Stored data entries:
• • • •

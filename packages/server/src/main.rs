use std::net::SocketAddr;
use std::sync::Arc;

use anyhow::Context;
use common::storage::FilesystemObjectStore;
use pipeline::Deployer;
use tracing::{Level, info};

use server::config::AppConfig;
use server::state::AppState;

#[tokio::main]
async fn main() -> anyhow::Result<()> {
    tracing_subscriber::fmt().with_max_level(Level::INFO).init();

    let config = AppConfig::load().context("Failed to load configuration")?;

    let store = Arc::new(
        FilesystemObjectStore::new(config.storage.root.clone())
            .await
            .context("Failed to initialize object store")?,
    );
    let deployer = Arc::new(Deployer::new(
        config.pipeline.clone(),
        store.clone(),
        Arc::new(pipeline::process::TokioProcessRunner),
    ));

    let state = AppState {
        store,
        deployer,
        config: config.clone(),
    };

    let addr: SocketAddr = format!("{}:{}", config.server.host, config.server.port)
        .parse()
        .context("Invalid server.host / server.port")?;
    let app = server::build_router(state);

    info!("Server running at http://{}", addr);
    let listener = tokio::net::TcpListener::bind(addr).await?;
    axum::serve(listener, app).await?;

    Ok(())
}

• • • •

WHAT TO PRODUCE: Pick every line of the data that includes the string "clone".

ANSWER TO THIS PROBLEM:
        FilesystemObjectStore::new(config.storage.root.clone())
        config.pipeline.clone(),
        store.clone(),
        config: config.clone(),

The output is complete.